The $11.7 million multi-year project, to create a new universal surveillance platform for infectious disease outbreaks, will be funded by the Defense Threat Reduction Agency, which initially provided $4.25 million toward the initiative. Ultimately, the platform will help local health officials and first responders contain the spread of viral and bacterial pathogens that could threaten public health.

“There are defense and civilian health components to this,” said Dr. Erwin Berthier, vice president of research and development at Tasso Inc. and one of the project leads. “We want to change the way people can interact with their health care system, and to utilize it in places they haven’t been able to before. This project is one of the ways we’re moving in that direction,” he told Homeland Preparedness News.

While that project is expected to take three years, the end product will be the combined brainchild of Tasso, Ceres Nanosciences, George Mason University and the United States Army Medical Research Institute of Infectious Diseases (USAMRIID). For the two companies, it’s a chance to adapt an existing product of theirs: the HemoLink blood collection technology system for Seattle-based startup Tasso and the Nanotrap particle technology of Ceres, a company based in Prince William County, Virginia.

According to Berthier, Tasso’s creation is meant to capture, analyze and preserve dangerous pathogens for transport from field to lab. The best way to test is with the real deal. George Mason is giving researchers access to its class three biosafety labs for just that purpose, while USAMRIID is giving access to both its level four laboratories and pathogens.

“When a new outbreak occurs, public health officials quickly need as much information as possible about the pathogen(s) causing the outbreak to determine how to control it,” Dr. Louis Altamura of USAMRIID said in a statement. “Analyzing clinical samples from infected patients is one of the best ways to get that information, but existing blood sample collection and screening methods can expose health care workers and laboratory technicians to pathogens, presenting safety concerns for these workers and potentially contributing to the spread of the epidemic.”

As an example, Berthier built on that point by pointing to the Ebola epidemic which reached the United States in 2014.

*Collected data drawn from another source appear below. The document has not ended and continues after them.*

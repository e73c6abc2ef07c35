//! voicefx-record - record the default microphone through the varispeed transform
//!
//! # Usage
//!
//! ```bash
//! # Five seconds, voice unchanged
//! voicefx-record
//!
//! # Ten seconds, higher and faster
//! voicefx-record --seconds 10 --pitch 750 --rate 600 out.wav
//! ```
//!
//! Positions are slider values in `0..=1000`; 500 leaves the voice unchanged.
//! Set `RUST_LOG=debug` for per-chunk logging.

use std::path::PathBuf;
use std::process;
use std::thread;
use std::time::Duration;

use clap::Parser;
use voicefx_core::{CaptureConfiguration, CaptureError, CaptureSession, Recorder, VarispeedEngine};
use voicefx_cpal::CpalMicCapture;

#[derive(Parser, Debug)]
#[command(name = "voicefx-record")]
#[command(about = "Record the microphone with pitch and rate effects to a WAV file", long_about = None)]
struct Args {
    /// Output WAV file
    #[arg(value_name = "FILE", default_value = "record_temp.wav")]
    output: PathBuf,

    /// Recording length in seconds
    #[arg(short, long, default_value_t = 5)]
    seconds: u64,

    /// Pitch slider position (500 = unchanged)
    #[arg(short, long, default_value_t = 500, value_parser = clap::value_parser!(u32).range(0..=1000))]
    pitch: u32,

    /// Rate slider position (500 = unchanged)
    #[arg(short, long, default_value_t = 500, value_parser = clap::value_parser!(u32).range(0..=1000))]
    rate: u32,

    /// Finalize after this many seconds of audio even if --seconds is longer
    #[arg(long, default_value_t = 30, value_parser = clap::value_parser!(u64).range(1..))]
    max_seconds: u64,

    /// Skip the .metadata.json sidecar
    #[arg(long)]
    no_metadata: bool,
}

fn record(args: Args) -> Result<(), CaptureError> {
    let config = CaptureConfiguration {
        output_path: args.output,
        flush_on_stop: true,
        write_metadata: !args.no_metadata,
        max_duration: Some(Duration::from_secs(args.max_seconds)),
        ..Default::default()
    };
    let mic = CpalMicCapture::default_device(config.sample_rate);
    let session = CaptureSession::<VarispeedEngine>::with_default_engine(config);
    let mut recorder = Recorder::new(mic, session);

    let pitch = recorder.set_pitch_position(args.pitch);
    let rate = recorder.set_rate_position(args.rate);
    log::info!("pitch x{:.3}, rate x{:.3}", pitch, rate);

    recorder.start()?;
    thread::sleep(Duration::from_secs(args.seconds));
    let result = recorder.stop()?;

    println!(
        "{}: {:.2}s, {} bytes, sha256 {}",
        result.file_path.display(),
        result.duration_secs,
        result.data_bytes,
        result.checksum
    );
    Ok(())
}

fn main() {
    env_logger::init();
    let args = Args::parse();

    if let Err(e) = record(args) {
        eprintln!("Error: recording failed: {}", e);
        process::exit(1);
    }
}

“Contaminations happened because of mistakes nurses made,” Berthier said. “They weren’t trained properly. What we see here is a device that can really lower the bar during a pathogen outbreak. There’s a real minimal risk.”

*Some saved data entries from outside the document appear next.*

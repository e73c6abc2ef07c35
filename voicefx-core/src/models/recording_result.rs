use std::path::PathBuf;

use serde::{Deserialize, Serialize};

use crate::processing::wav_format::WaveFormat;

/// Result returned when a capture session stops and its file is finalized.
#[derive(Debug, Clone, PartialEq)]
pub struct RecordingResult {
    pub file_path: PathBuf,
    pub duration_secs: f64,
    /// PCM bytes after the 44-byte header.
    pub data_bytes: u64,
    /// SHA-256 hex digest of the finalized file.
    pub checksum: String,
    pub metadata: RecordingMetadata,
}

/// Metadata describing a finished recording.
///
/// Serializable so it can be stored as a JSON sidecar.
#[derive(Debug, Clone, PartialEq, Serialize, Deserialize)]
pub struct RecordingMetadata {
    pub id: String,
    pub created_at: String,
    pub file_path: String,
    pub duration_secs: f64,
    pub data_bytes: u64,
    pub checksum: String,
    pub sample_rate: u32,
    pub channels: u16,
    pub bit_depth: u16,
    /// Pitch multiplier in effect when the session stopped.
    pub pitch: f64,
    /// Rate multiplier in effect when the session stopped.
    pub rate: f64,
}

impl RecordingMetadata {
    pub fn new(
        format: &WaveFormat,
        file_path: &str,
        data_bytes: u64,
        checksum: &str,
        pitch: f64,
        rate: f64,
    ) -> Self {
        Self {
            id: uuid::Uuid::new_v4().to_string(),
            created_at: chrono::Utc::now().to_rfc3339(),
            file_path: file_path.to_string(),
            duration_secs: format.duration_secs(data_bytes),
            data_bytes,
            checksum: checksum.to_string(),
            sample_rate: format.sample_rate,
            channels: format.channels,
            bit_depth: format.bit_depth,
            pitch,
            rate,
        }
    }
}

The first part of the project is Tasso’s HemoLink system. It’s essentially an integrated patch designed to collect and hold diagnostic quality blood while minimizing contact with the blood and needles. It comes with a detachable laboratory grade cartridge and no danger of users poking themselves.

While Berthier began making that patch four years ago with his fellow founders, with an eye toward a product that could help reach people in more rural areas of the country, their current project proposes housing the Ceres Nanotrap inside their patches.

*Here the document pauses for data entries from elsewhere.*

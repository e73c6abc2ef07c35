//! Sample conversions between capture buffers and 16-bit PCM bytes.

/// Downmix interleaved multi-channel audio to mono by averaging channels per frame.
///
/// A trailing partial frame is dropped.
pub fn downmix_to_mono(samples: &[f32], channels: usize) -> Vec<f32> {
    if channels <= 1 {
        return samples.to_vec();
    }
    let scale = 1.0 / channels as f32;
    samples
        .chunks_exact(channels)
        .map(|frame| frame.iter().sum::<f32>() * scale)
        .collect()
}

/// Linear-interpolation sample rate converter for a mono stream that
/// arrives in pieces.
///
/// The fractional read position and the samples under the read head carry
/// over from one `process` call to the next, so splitting the input at any
/// point yields the same output as converting it in one go. The newest
/// sample is held back until its successor arrives; `finish` releases it.
#[derive(Debug, Clone)]
pub struct StreamingResampler {
    target_rate: u32,
    /// Unconsumed input; index 0 is the sample at or before the read head.
    history: Vec<f32>,
    /// Read position in input samples, relative to `history[0]`.
    position: f64,
    /// Input samples per output sample at the last `process` call.
    step: f64,
}

impl StreamingResampler {
    pub fn new(target_rate: u32) -> Self {
        Self {
            target_rate,
            history: Vec::new(),
            position: 0.0,
            step: 1.0,
        }
    }

    pub fn target_rate(&self) -> u32 {
        self.target_rate
    }

    /// Convert `samples` recorded at `source_rate`, appending to `out`.
    ///
    /// A zero rate on either side is ignored.
    pub fn process(&mut self, samples: &[f32], source_rate: u32, out: &mut Vec<f32>) {
        if source_rate == 0 || self.target_rate == 0 {
            return;
        }
        self.step = source_rate as f64 / self.target_rate as f64;
        self.history.extend_from_slice(samples);
        let len = self.history.len();

        while self.position + 1.0 < len as f64 {
            let index = self.position as usize;
            let fraction = (self.position - index as f64) as f32;
            let a = self.history[index];
            let b = self.history[index + 1];
            out.push(a * (1.0 - fraction) + b * fraction);
            self.position += self.step;
        }

        let consumed = (self.position as usize).min(len.saturating_sub(1));
        if consumed > 0 {
            self.history.drain(..consumed);
            self.position -= consumed as f64;
        }
    }

    /// Emit the held-back tail, treating the last sample as repeating.
    pub fn finish(&mut self, out: &mut Vec<f32>) {
        let len = self.history.len();
        while self.position < len as f64 {
            let index = self.position as usize;
            let fraction = (self.position - index as f64) as f32;
            let a = self.history[index];
            let b = self.history.get(index + 1).copied().unwrap_or(a);
            out.push(a * (1.0 - fraction) + b * fraction);
            self.position += self.step;
        }
        self.history.clear();
        self.position = 0.0;
    }
}

/// Convert f32 samples `[-1.0, 1.0]` to 16-bit PCM (little-endian bytes).
///
/// Clamps out-of-range values. Output length = `samples.len() * 2` bytes.
pub fn f32_to_pcm16(samples: &[f32]) -> Vec<u8> {
    let mut data = Vec::with_capacity(samples.len() * 2);
    for &sample in samples {
        let clamped = sample.clamp(-1.0, 1.0);
        let value = (clamped * i16::MAX as f32) as i16;
        data.extend_from_slice(&value.to_le_bytes());
    }
    data
}

/// Scale a 16-bit sample into `[-1.0, 1.0)`.
pub fn i16_to_f32(sample: i16) -> f32 {
    sample as f32 / 32768.0
}

/// Decode little-endian 16-bit PCM bytes. A trailing odd byte is ignored.
pub fn pcm16_to_i16(bytes: &[u8]) -> Vec<i16> {
    bytes
        .chunks_exact(2)
        .map(|pair| i16::from_le_bytes([pair[0], pair[1]]))
        .collect()
}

Nanotrap allows for the capture, concentration and preservation of pathogens and other biomolecules, which also helps cut down on human error in the field.

“It could be deployed within hours—just ship a box to the right place,” Berthier said. “Really the idea is to cut down the time between emergence of the epidemic and response.”

He said his hope is for a product that wouldn’t necessarily require medical personnel in the field, allowing them to focus resources elsewhere. So long as potential infectees can attach the patch and get the blood to a centralized lab — with proper precautions to still be determined — it could be done.

“Mostly, though, we intend it for local health and first responders for this device,” Berthier said. “I think there’s a potential, depending on the judgment of health officials, to ship this remotely, to reach places without even having to send any people there … but we do want the shipping to be in a contained or safe way.”

For now, the focus is domestic, though it could have potential beyond those borders.